Only lines containing "received" are wanted from the data below. Copy those lines.

Input

━━━━━━

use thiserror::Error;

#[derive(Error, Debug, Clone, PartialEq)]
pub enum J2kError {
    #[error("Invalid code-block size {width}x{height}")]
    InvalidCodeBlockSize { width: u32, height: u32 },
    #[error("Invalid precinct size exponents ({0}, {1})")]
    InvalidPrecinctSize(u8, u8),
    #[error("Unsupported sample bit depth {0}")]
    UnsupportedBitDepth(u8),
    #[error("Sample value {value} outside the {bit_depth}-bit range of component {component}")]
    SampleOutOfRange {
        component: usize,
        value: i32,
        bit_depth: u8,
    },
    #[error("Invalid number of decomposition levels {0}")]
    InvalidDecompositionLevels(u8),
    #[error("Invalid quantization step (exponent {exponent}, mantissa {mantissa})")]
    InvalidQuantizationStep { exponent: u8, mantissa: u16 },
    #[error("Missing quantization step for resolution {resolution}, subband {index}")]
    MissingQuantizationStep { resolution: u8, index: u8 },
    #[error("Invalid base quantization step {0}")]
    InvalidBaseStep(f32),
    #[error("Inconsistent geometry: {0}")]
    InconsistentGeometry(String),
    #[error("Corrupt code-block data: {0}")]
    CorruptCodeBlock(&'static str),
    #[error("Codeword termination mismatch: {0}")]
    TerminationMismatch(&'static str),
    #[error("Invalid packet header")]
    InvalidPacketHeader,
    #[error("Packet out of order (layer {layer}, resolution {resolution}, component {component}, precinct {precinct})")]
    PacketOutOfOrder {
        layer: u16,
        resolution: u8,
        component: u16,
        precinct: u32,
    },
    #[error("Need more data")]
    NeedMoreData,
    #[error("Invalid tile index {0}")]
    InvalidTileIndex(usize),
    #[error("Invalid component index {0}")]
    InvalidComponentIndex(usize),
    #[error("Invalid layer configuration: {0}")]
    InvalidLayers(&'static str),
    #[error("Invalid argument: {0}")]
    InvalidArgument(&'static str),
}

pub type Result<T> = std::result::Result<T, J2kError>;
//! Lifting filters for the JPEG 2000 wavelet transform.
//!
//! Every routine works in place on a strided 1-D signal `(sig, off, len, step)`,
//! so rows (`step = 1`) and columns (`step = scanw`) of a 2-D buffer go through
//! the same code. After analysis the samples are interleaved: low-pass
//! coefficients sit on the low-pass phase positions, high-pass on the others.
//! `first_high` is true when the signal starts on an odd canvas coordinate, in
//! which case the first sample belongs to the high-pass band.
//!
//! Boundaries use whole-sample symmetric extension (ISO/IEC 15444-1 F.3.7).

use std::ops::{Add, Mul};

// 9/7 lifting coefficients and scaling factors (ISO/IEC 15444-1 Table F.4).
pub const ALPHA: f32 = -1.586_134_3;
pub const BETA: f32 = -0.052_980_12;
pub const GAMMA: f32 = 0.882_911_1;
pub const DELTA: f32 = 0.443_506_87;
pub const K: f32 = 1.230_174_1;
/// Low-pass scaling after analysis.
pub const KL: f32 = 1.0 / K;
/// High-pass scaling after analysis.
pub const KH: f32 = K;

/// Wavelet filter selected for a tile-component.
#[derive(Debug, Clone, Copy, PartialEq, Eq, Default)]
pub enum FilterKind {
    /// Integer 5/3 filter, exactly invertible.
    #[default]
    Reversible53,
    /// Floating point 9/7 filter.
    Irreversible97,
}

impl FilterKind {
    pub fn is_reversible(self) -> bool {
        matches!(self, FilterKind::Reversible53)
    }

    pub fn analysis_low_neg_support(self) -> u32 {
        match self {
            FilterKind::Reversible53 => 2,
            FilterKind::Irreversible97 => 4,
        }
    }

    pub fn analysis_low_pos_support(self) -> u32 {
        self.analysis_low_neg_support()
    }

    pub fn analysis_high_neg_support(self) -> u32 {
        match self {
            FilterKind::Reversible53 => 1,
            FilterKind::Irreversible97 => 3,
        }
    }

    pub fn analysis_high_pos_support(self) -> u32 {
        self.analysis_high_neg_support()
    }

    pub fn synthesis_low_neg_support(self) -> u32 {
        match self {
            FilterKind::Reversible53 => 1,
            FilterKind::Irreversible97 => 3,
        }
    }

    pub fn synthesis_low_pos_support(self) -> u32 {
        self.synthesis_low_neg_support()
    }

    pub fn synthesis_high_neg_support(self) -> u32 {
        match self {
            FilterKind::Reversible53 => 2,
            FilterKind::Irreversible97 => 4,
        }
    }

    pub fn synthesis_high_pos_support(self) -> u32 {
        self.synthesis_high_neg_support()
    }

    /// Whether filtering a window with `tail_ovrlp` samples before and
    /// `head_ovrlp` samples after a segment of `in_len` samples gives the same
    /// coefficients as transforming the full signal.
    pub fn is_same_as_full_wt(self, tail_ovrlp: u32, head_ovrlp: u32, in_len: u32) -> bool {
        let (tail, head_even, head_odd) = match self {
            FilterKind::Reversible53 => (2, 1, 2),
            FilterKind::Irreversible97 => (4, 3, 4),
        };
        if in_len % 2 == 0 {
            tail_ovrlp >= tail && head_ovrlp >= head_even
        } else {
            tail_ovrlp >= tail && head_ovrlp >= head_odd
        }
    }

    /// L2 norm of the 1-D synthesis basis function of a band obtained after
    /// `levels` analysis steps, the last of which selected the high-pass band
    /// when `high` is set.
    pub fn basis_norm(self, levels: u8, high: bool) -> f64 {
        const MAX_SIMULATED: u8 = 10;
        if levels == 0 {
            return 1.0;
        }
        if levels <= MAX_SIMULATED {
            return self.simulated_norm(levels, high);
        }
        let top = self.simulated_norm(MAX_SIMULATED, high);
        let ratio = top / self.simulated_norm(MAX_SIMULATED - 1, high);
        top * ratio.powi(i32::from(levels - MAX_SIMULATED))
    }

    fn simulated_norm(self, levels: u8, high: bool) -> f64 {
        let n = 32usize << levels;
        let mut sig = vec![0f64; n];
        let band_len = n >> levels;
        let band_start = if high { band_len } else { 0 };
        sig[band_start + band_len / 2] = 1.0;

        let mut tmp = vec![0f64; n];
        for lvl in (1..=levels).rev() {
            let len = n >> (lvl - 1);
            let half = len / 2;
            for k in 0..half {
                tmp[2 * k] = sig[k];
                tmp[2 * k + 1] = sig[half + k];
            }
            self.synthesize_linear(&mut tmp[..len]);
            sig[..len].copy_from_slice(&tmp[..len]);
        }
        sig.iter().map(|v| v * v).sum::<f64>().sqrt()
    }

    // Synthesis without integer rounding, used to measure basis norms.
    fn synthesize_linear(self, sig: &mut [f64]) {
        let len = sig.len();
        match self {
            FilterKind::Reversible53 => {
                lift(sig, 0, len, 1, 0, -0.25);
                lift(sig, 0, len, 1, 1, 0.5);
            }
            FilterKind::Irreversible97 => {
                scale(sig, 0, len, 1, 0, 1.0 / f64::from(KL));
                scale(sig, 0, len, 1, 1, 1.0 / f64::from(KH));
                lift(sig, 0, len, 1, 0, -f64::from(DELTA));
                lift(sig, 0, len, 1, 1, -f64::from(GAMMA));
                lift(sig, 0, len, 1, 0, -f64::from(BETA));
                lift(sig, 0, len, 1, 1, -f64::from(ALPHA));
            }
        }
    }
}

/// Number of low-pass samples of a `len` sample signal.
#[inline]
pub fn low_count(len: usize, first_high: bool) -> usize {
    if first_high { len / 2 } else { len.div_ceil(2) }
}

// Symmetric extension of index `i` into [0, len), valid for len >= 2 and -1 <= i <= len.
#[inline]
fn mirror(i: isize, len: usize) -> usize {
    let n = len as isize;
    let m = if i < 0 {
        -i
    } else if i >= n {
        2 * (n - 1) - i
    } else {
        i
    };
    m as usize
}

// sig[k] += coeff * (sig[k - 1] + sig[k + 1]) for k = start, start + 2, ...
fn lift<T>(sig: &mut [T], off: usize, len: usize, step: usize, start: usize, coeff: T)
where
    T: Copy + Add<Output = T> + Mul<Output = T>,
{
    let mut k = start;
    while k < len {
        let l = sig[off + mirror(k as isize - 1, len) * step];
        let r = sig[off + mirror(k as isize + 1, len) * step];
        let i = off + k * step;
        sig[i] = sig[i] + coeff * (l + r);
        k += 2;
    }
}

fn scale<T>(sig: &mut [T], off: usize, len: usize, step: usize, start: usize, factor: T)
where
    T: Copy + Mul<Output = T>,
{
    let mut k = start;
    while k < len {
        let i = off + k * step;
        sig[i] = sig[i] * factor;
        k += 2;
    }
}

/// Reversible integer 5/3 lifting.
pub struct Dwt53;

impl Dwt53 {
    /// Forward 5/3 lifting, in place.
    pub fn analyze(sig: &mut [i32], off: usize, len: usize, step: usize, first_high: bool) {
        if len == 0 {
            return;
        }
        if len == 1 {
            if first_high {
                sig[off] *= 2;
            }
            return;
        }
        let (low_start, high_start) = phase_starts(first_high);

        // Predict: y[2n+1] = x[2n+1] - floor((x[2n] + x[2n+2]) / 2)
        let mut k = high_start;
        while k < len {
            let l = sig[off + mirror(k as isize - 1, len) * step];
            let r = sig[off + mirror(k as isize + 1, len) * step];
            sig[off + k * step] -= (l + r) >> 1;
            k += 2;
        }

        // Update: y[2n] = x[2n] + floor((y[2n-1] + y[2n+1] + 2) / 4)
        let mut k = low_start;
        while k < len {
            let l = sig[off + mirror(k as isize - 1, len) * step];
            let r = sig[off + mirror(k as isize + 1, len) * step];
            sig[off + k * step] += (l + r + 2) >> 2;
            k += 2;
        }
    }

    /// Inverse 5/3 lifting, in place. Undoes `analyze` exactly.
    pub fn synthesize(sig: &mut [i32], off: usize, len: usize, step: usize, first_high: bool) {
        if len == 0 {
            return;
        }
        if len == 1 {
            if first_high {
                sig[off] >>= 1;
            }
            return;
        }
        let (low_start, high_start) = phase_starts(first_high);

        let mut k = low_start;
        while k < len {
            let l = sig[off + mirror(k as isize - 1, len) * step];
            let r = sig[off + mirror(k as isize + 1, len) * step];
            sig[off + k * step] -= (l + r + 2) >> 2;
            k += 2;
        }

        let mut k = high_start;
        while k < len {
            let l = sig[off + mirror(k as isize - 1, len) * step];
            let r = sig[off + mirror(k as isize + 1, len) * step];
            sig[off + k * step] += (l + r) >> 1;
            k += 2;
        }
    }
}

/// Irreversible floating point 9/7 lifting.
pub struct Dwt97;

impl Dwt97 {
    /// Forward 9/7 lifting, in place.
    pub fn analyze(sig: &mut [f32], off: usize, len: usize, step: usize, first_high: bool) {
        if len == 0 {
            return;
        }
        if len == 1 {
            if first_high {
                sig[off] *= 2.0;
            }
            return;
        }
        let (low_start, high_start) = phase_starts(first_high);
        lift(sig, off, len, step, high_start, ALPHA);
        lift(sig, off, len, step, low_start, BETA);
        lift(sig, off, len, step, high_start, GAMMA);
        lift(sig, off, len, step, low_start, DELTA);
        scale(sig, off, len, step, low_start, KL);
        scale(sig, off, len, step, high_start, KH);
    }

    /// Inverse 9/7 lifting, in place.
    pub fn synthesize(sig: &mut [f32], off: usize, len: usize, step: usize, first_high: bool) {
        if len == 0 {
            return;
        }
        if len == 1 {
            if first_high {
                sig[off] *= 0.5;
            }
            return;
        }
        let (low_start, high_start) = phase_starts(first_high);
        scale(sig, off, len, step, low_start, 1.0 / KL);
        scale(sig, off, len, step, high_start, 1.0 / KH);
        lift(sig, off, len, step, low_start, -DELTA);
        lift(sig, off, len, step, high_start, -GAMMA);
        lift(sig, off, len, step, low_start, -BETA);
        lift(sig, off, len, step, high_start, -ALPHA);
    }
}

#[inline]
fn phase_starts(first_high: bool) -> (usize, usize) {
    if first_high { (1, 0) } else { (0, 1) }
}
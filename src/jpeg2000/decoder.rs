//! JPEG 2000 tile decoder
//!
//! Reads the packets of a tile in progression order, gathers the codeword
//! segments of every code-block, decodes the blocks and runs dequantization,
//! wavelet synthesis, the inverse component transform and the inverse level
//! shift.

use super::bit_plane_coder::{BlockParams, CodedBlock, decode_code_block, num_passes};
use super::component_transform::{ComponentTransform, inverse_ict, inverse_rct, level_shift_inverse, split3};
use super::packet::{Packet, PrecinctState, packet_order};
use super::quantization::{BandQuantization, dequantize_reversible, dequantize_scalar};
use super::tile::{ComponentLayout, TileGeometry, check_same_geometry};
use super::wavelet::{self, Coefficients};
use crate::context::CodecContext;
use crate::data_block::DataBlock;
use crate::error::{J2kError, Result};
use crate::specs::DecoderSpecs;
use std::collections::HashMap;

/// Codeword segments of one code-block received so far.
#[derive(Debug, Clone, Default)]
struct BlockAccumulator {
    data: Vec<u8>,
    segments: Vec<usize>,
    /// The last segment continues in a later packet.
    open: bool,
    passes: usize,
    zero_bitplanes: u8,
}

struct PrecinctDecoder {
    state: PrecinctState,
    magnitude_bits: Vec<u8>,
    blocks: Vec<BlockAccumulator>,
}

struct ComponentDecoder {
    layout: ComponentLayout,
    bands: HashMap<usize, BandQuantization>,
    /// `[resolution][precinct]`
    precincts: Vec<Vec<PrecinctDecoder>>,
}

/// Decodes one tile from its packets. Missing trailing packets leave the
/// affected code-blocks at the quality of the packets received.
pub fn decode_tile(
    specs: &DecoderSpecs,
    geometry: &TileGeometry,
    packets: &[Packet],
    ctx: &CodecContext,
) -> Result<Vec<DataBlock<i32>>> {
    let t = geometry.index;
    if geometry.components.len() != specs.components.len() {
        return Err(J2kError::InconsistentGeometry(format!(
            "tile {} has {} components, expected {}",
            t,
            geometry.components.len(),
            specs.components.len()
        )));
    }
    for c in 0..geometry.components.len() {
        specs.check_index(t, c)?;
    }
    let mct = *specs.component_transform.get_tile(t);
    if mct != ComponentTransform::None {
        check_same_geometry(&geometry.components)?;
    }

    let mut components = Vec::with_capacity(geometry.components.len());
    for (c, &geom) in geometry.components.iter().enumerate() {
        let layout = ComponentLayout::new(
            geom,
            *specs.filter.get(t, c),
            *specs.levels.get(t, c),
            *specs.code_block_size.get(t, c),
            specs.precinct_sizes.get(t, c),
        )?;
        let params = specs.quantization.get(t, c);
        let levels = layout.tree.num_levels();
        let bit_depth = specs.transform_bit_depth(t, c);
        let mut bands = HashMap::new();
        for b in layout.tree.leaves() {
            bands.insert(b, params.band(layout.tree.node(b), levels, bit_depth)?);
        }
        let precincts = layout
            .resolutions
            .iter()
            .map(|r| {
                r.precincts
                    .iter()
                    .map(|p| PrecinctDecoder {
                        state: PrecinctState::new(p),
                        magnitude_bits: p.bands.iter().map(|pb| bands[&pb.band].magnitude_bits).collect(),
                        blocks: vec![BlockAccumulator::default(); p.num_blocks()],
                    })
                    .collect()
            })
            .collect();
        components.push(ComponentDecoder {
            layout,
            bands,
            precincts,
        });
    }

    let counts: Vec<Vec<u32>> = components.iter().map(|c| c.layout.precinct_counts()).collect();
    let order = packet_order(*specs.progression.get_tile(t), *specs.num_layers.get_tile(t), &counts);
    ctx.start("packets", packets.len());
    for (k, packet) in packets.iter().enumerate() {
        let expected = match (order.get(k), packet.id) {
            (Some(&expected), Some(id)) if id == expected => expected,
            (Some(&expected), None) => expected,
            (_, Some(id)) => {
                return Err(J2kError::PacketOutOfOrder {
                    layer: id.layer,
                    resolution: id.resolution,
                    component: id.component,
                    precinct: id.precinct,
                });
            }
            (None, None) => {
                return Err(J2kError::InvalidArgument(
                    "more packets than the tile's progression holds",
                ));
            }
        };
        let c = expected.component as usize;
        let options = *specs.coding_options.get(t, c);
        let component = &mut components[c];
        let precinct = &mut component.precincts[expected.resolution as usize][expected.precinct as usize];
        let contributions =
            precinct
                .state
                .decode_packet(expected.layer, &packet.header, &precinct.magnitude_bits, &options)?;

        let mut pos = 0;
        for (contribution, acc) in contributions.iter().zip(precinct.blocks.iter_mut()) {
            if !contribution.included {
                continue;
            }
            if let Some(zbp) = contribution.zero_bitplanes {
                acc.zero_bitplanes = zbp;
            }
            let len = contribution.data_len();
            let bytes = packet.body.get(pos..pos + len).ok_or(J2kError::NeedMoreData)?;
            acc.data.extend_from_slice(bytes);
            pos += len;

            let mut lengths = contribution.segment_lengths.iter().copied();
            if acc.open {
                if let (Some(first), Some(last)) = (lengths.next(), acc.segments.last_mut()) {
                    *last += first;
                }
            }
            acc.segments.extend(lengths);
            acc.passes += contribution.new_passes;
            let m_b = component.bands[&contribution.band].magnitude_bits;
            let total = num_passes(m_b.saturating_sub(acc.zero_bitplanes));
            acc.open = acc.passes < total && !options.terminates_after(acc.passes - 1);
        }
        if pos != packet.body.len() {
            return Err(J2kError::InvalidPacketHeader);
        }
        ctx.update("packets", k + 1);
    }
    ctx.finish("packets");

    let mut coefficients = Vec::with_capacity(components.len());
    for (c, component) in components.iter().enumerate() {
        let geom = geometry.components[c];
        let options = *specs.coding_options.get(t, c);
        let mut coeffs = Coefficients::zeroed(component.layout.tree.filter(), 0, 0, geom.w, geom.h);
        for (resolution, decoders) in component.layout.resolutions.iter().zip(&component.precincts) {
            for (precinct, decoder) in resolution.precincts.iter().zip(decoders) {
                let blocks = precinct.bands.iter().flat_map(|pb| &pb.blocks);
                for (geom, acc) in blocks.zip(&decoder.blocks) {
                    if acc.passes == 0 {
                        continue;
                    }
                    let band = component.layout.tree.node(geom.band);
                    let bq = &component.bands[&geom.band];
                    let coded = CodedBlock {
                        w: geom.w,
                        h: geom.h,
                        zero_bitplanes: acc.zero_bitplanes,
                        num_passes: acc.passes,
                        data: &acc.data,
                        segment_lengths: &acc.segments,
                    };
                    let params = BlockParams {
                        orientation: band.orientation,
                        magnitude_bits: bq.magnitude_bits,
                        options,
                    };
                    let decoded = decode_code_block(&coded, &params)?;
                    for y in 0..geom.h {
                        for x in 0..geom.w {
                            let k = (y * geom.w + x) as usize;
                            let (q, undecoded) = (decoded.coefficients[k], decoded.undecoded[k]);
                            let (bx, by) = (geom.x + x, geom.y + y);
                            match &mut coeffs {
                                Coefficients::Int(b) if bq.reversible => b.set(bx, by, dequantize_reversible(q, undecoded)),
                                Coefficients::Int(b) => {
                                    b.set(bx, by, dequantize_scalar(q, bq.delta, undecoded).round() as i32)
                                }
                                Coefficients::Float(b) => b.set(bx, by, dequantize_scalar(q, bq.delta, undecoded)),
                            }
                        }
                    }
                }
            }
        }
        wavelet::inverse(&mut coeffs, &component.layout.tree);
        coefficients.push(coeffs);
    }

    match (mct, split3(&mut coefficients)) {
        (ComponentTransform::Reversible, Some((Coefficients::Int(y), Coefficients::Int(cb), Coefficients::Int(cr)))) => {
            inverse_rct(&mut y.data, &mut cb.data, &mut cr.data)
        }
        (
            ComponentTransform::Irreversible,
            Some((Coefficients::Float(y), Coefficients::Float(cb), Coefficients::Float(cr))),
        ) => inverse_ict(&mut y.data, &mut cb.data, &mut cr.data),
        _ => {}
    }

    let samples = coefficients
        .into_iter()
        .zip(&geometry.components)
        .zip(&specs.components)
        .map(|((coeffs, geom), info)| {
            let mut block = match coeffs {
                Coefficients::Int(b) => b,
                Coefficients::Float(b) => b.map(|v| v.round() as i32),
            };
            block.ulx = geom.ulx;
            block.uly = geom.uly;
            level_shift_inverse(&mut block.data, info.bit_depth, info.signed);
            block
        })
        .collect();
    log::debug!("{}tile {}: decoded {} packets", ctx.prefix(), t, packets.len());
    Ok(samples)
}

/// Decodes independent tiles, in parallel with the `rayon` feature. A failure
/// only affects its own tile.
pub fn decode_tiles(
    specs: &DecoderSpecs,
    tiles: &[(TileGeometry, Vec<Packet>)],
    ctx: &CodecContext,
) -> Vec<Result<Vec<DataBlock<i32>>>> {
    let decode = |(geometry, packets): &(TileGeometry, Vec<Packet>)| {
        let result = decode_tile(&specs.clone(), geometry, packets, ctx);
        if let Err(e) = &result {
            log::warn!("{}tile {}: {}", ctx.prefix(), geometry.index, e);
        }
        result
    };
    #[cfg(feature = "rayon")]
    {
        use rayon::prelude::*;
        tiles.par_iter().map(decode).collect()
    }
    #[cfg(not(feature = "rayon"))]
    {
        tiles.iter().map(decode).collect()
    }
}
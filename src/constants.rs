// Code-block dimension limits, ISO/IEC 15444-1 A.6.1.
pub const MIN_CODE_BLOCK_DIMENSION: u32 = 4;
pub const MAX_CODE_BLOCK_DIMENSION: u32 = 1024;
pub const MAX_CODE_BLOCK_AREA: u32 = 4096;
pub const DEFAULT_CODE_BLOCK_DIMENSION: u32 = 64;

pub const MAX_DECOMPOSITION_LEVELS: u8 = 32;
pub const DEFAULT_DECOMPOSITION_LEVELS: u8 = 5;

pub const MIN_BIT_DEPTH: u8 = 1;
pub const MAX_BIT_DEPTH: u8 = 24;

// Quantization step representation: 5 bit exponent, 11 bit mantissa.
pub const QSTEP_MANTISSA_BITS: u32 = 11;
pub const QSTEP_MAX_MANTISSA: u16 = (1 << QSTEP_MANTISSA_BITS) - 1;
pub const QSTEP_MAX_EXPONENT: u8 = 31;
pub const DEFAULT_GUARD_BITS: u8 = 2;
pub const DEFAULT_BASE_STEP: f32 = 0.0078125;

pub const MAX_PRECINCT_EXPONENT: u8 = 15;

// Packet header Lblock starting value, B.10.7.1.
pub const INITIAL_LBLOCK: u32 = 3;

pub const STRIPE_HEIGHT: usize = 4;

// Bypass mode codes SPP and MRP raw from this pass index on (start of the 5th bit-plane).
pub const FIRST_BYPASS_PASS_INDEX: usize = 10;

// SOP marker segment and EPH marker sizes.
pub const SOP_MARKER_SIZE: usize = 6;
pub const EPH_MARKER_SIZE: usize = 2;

━━━━━━

Answer space
/// Codeword segments of one code-block received so far.
/// affected code-blocks at the quality of the packets received.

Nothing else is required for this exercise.